Cockroach Presidente: Great Scott!
‘Great Scott’ will still be an exclamation of surprise in this strange future, but it refers to an adventurer roach called Scott who discovers a vast new region which he christens ‘The Bone Fields’. Interestingly enough, this is where America used to be.
Anyway, whoever this new race is, they will eventually start digging up human remains (fossils), and may eventually get to the stage where they can pull a bit of a Jurassic Park. Now, I know it’s a long shot, but I want as much of my DNA available as possible, as widespread as possible, to maximise my chances that when they start cloning humans ... well, let’s just say I prefer the Sam Enclosure to oblivion.
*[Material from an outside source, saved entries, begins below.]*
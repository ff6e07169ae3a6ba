// Copyright (C) 2025 SyncMyOrders Sp. z o.o.
// SPDX-License-Identifier: AGPL-3.0-or-later
//! `createStatistic`: report the archived meeting to the statistics sink.

use std::sync::Arc;

use async_trait::async_trait;

use super::{ArchiveResult, Stage, StageFailure, StageOutput, prerequisite};
use crate::collaborators::{StatisticRecord, StatisticsSink};
use crate::config::ArenaConfig;
use crate::error::StageError;
use crate::flow::JobName;
use crate::model::Meeting;

/// `<crate> - <version>`
pub const ENGINE_NAME: &str = concat!(env!("CARGO_PKG_NAME"), " - ", env!("CARGO_PKG_VERSION"));

pub struct CreateStatistic {
    sink: Arc<dyn StatisticsSink>,
}

impl CreateStatistic {
    pub fn new(sink: Arc<dyn StatisticsSink>) -> Self {
        Self { sink }
    }
}

pub(crate) fn statistic_record(meeting: &Meeting, arena: &ArenaConfig, archived: &ArchiveResult) -> StatisticRecord {
    StatisticRecord {
        system: "SMART-møtereferat".to_string(),
        engine: ENGINE_NAME.to_string(),
        company: arena.pdf.sector.clone(),
        description: "Arkivering av SMART-møtereferat.".to_string(),
        project_id: "67".to_string(),
        kind: "mote-arkivering".to_string(),
        external_id: meeting.meeting_id.clone(),
        meeting_arena: arena.name.clone(),
        meeting_date: meeting.meeting_date.to_string(),
        document_number: archived.document_number.clone(),
        is_etterarkivering: archived.late_archiving,
    }
}

#[async_trait]
impl Stage for CreateStatistic {
    fn job(&self) -> JobName {
        JobName::CreateStatistic
    }

    async fn run(&self, meeting: &Meeting, arena: &ArenaConfig) -> Result<StageOutput, StageFailure> {
        let archived: ArchiveResult = prerequisite(meeting, JobName::ArchiveMeeting)?;
        let receipt = self
            .sink
            .emit(&statistic_record(meeting, arena, &archived))
            .await?;
        if !receipt.acknowledged {
            return Err(StageError::InvalidData("statistic was not acknowledged".to_string()).into());
        }
        Ok(StageOutput::new(&receipt)?)
    }
}
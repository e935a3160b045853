use std::sync::Arc;
use std::time::Duration;

use crate::support::{
    helpers::{collect_events, heights, init_tracing, test_config, wait_for_height},
    mock_ledger::APP_ACCOUNT,
    mock_rpc::{MockNearChain, MockRpcServer},
};
use anyhow::Result;
use shardwatch::{
    AccountId, BlockId, ChunkReference, EventLogDecoder, Indexer, LedgerClient, LedgerErrorKind,
    NearRpcClient, OutcomeRequest, OutcomeStatus, ReceiptId, ReceiptKind, ReceiverFilter,
    RpcClientOptions,
};

#[tokio::test(flavor = "multi_thread", worker_threads = 2)]
async fn rpc_client_reads_blocks_chunks_and_outcomes() -> Result<()> {
    init_tracing();
    let chain = MockNearChain::new(1..=20, 2);
    chain.exclude_chunk(15, 1);
    let server = MockRpcServer::start(chain.clone()).await?;
    let client = NearRpcClient::new(server.url())?;

    let tip = client.get_latest_block().await?;
    assert_eq!(tip.height, 20);
    assert_eq!(tip.id.as_str(), "H20");
    assert_eq!(tip.prev_id.as_str(), "H19");

    let block = client.get_block(15).await?.expect("block 15 exists");
    assert_eq!(block.height(), 15);
    assert_eq!(
        block.chunks,
        vec![ChunkReference::new(0, "C15-0")],
        "chunks outside the mask must be dropped"
    );
    assert!(client.get_block(25).await?.is_none());

    let chunk = client.get_chunk(&block.chunks[0]).await?;
    assert_eq!(chunk.shard_id, 0);
    assert_eq!(chunk.receipts.len(), 1);
    let receipt = &chunk.receipts[0];
    assert_eq!(receipt.id.as_str(), "R15-0");
    assert_eq!(receipt.receiver_id.as_str(), APP_ACCOUNT);
    assert_eq!(receipt.kind, ReceiptKind::Action);

    let request = OutcomeRequest {
        receipt_id: ReceiptId::new("R15-0"),
        receiver_id: AccountId::new(APP_ACCOUNT),
        block_id: BlockId::new("H15"),
    };
    let outcome = client.get_receipt_outcome(&request).await?;
    assert_eq!(outcome.receipt_id, request.receipt_id);
    assert_eq!(outcome.status, OutcomeStatus::Success);
    assert_eq!(outcome.logs.len(), 1);
    assert!(outcome.logs[0].starts_with("EVENT_JSON:"));
    assert_eq!(chain.head_hops(), 1, "the head should move once");

    server.shutdown().await;
    Ok(())
}

#[tokio::test(flavor = "multi_thread", worker_threads = 2)]
async fn rpc_client_classifies_unknown_chunks_and_sends_api_key() -> Result<()> {
    init_tracing();
    let chain = MockNearChain::new(1..=5, 1);
    let server = MockRpcServer::start(chain.clone()).await?;
    let options = RpcClientOptions {
        api_key: Some("secret-key".to_owned()),
        ..RpcClientOptions::default()
    };
    let client = NearRpcClient::with_options(server.url(), options)?;

    let err = client
        .get_chunk(&ChunkReference::new(0, "C99-0"))
        .await
        .expect_err("unknown chunk should fail");
    assert_eq!(err.kind(), LedgerErrorKind::NotFound);
    assert_eq!(err.operation(), "chunk");

    let keys = chain.seen_api_keys();
    assert!(!keys.is_empty());
    assert!(keys.iter().all(|key| key.as_deref() == Some("secret-key")));

    server.shutdown().await;
    Ok(())
}

#[tokio::test(flavor = "multi_thread", worker_threads = 4)]
async fn rpc_pipeline_indexes_events_end_to_end() -> Result<()> {
    init_tracing();
    let chain = MockNearChain::new(1..=20, 2);
    chain.mark_missing(19);
    chain.exclude_chunk(18, 1);
    let server = MockRpcServer::start(chain.clone()).await?;

    let config = test_config()
        .rpc_url(server.url())
        .start_after(17)
        .chunk_workers(2)
        .build()?;
    let ledger: Arc<dyn LedgerClient> = Arc::new(NearRpcClient::from_config(&config)?);
    let mut indexer = Indexer::new(
        config,
        ledger,
        ReceiverFilter::new(APP_ACCOUNT),
        EventLogDecoder,
    );

    let mut events = indexer.start().await?;
    let delivered = collect_events(&mut events, 3, Duration::from_secs(5)).await?;
    wait_for_height(&indexer, 20, Duration::from_secs(5)).await?;
    let report = indexer.stop().await?;

    assert_eq!(heights(&delivered), vec![18, 20, 20]);
    let payload = delivered[0].event.events[0]
        .data
        .clone()
        .expect("event carries data");
    assert_eq!(payload["height"], 18);
    assert_eq!(payload["shard"], 0);
    assert_eq!(report.telemetry.skipped_heights, 1);
    assert_eq!(report.last_confirmed, Some(20));
    assert!(chain.head_hops() >= 3);

    server.shutdown().await;
    Ok(())
}
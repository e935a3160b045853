use crate::ledger::{Block, BlockHeader, BlockHeight, Chunk, ChunkReference};
use crate::runtime::error::IndexerError;
use tokio::sync::mpsc;

/// Emitted by the block poller, one per height, in strictly increasing order.
#[derive(Debug)]
pub(crate) enum PollerEvent {
    Block(Block),
    Skipped(BlockHeight),
}

impl PollerEvent {
    pub(crate) fn height(&self) -> BlockHeight {
        match self {
            PollerEvent::Block(block) => block.height(),
            PollerEvent::Skipped(height) => *height,
        }
    }
}

/// One chunk fetch handed to the worker pool. `index` is the position of the
/// reference inside its block.
#[derive(Debug, Clone)]
pub(crate) struct ChunkRequest {
    pub height: BlockHeight,
    pub index: usize,
    pub reference: ChunkReference,
}

/// A block whose chunks are all resolved, in the block's chunk order.
#[derive(Debug)]
pub(crate) struct ReadyBlock {
    pub header: BlockHeader,
    pub chunks: Vec<Chunk>,
}

/// Messages flowing back to the manager from every worker task.
#[derive(Debug)]
pub(crate) enum WorkerReport {
    ChunkFetched {
        height: BlockHeight,
        index: usize,
        chunk: Chunk,
    },
    BlockHandled(BlockHeight),
    Failed(IndexerError),
}

pub(crate) type ReportSender = mpsc::Sender<WorkerReport>;
pub(crate) type ReportReceiver = mpsc::Receiver<WorkerReport>;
My main worry is that in Jurassic Park, when they have incomplete DNA strands, they fill in the blanks with frog DNA. Dunno if I’d like that. Puberty is hard enough without growing legs in new places. And hey, the Year My Voice Croaked wouldn’t be fun either.
Puberty Greens.
But generally I don’t mind the idea. In zoos, they try to replicate a creature’s natural environment as best they can, to keep it happy. I wouldn’t mind that. I don’t mind the idea of being trapped in an enclosure full of DVDs, booze and internet access.
Plus hopefully they’d try to mate me with someone. I don’t understand these endangered species in zoos who won’t mate. Like it’s really hard to get pandas to mate if the right conditions aren’t met. Like if the humidity is wrong, the ph of the soil, the type of bamboo, time of year, time of day, value of the dow jones ... you don’t have these kinds of problems with people, do you? You never get ‘sorry babe, I can’t have sex with you.’ ‘Why?’ ‘Well, I like you and all, but there aren’t any mountains to the north.’ People have sex anywhere. Put people in a house on television, and they’ll stick their hands into each other’s pants despite the knowledge that probably their parents are watching. So I have little sympathy for pandas. ‘So, can’t get an erection because the moon is too full, eh? Well, enjoy oblivion my panda friend. I’ll be over here procreating on the ashes of a rainforest.’
Mind you there is something disturbing about the idea of trying to get it on while an excursion of evolved cockroach school children point and laugh, like its the funniest thing they’ve seen since Little Jimmy got his head chopped off and kept on living. Something disturbing about that.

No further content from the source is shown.